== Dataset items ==
[Start of Attachment]

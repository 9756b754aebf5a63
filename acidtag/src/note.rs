//! Note names and their pitch classes

use crate::error::Result;
use crate::macros::err;

// Every spelling the filename grammar can produce that maps to a pitch class
const NOTE_OFFSETS: [(&str, u8); 18] = [
	("C", 0),
	("C#", 1),
	("Db", 1),
	("D", 2),
	("D#", 3),
	("Eb", 3),
	("E", 4),
	("F", 5),
	("F#", 6),
	("Gb", 6),
	("G", 7),
	("G#", 8),
	("Ab", 8),
	("A", 9),
	("A#", 10),
	("Bb", 10),
	("B", 11),
	("Cb", 11),
];

/// The note names [`semitone_offset`] accepts, in their canonical spelling
pub fn note_names() -> impl Iterator<Item = &'static str> {
	NOTE_OFFSETS.iter().map(|(name, _)| *name)
}

/// Get the number of semitones `name` lies above C
///
/// The lookup is case-insensitive. Enharmonic spellings (`C#`/`Db`) share an offset.
///
/// # Errors
///
/// `name` is not one of [`note_names`] ([`ErrorKind::UnknownNoteName`](crate::error::ErrorKind::UnknownNoteName))
///
/// # Examples
///
/// ```rust
/// use acidtag::note::semitone_offset;
///
/// # fn main() -> acidtag::error::Result<()> {
/// assert_eq!(semitone_offset("C")?, 0);
/// assert_eq!(semitone_offset("f#")?, 6);
/// assert_eq!(semitone_offset("GB")?, 6);
/// assert!(semitone_offset("E#").is_err());
/// # Ok(()) }
/// ```
pub fn semitone_offset(name: &str) -> Result<u8> {
	match NOTE_OFFSETS
		.iter()
		.find(|(candidate, _)| candidate.eq_ignore_ascii_case(name))
	{
		Some((_, offset)) => Ok(*offset),
		None => err!(UnknownNoteName(name.to_owned())),
	}
}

[End of Attachment]

== Activity ==
Could you retype every line of the data exactly?

== Solution for this problem ==
repository 9756b754aebf5a63
filename acidtag/src/note.rs
//! Note names and their pitch classes

use crate::error::Result;
use crate::macros::err;

// Every spelling the filename grammar can produce that maps to a pitch class
const NOTE_OFFSETS: [(&str, u8); 18] = [
	("C", 0),
	("C#", 1),
	("Db", 1),
	("D", 2),
	("D#", 3),
	("Eb", 3),
	("E", 4),
	("F", 5),
	("F#", 6),
	("Gb", 6),
	("G", 7),
	("G#", 8),
	("Ab", 8),
	("A", 9),
	("A#", 10),
	("Bb", 10),
	("B", 11),
	("Cb", 11),
];

/// The note names [`semitone_offset`] accepts, in their canonical spelling
pub fn note_names() -> impl Iterator<Item = &'static str> {
	NOTE_OFFSETS.iter().map(|(name, _)| *name)
}

/// Get the number of semitones `name` lies above C
///
/// The lookup is case-insensitive. Enharmonic spellings (`C#`/`Db`) share an offset.
///
/// # Errors
///
/// `name` is not one of [`note_names`] ([`ErrorKind::UnknownNoteName`](crate::error::ErrorKind::UnknownNoteName))
///
/// # Examples
///
/// ```rust
/// use acidtag::note::semitone_offset;
///
/// # fn main() -> acidtag::error::Result<()> {
/// assert_eq!(semitone_offset("C")?, 0);
/// assert_eq!(semitone_offset("f#")?, 6);
/// assert_eq!(semitone_offset("GB")?, 6);
/// assert!(semitone_offset("E#").is_err());
/// # Ok(()) }
/// ```
pub fn semitone_offset(name: &str) -> Result<u8> {
	match NOTE_OFFSETS
		.iter()
		.find(|(candidate, _)| candidate.eq_ignore_ascii_case(name))
	{
		Some((_, offset)) => Ok(*offset),
		None => err!(UnknownNoteName(name.to_owned())),
	}
}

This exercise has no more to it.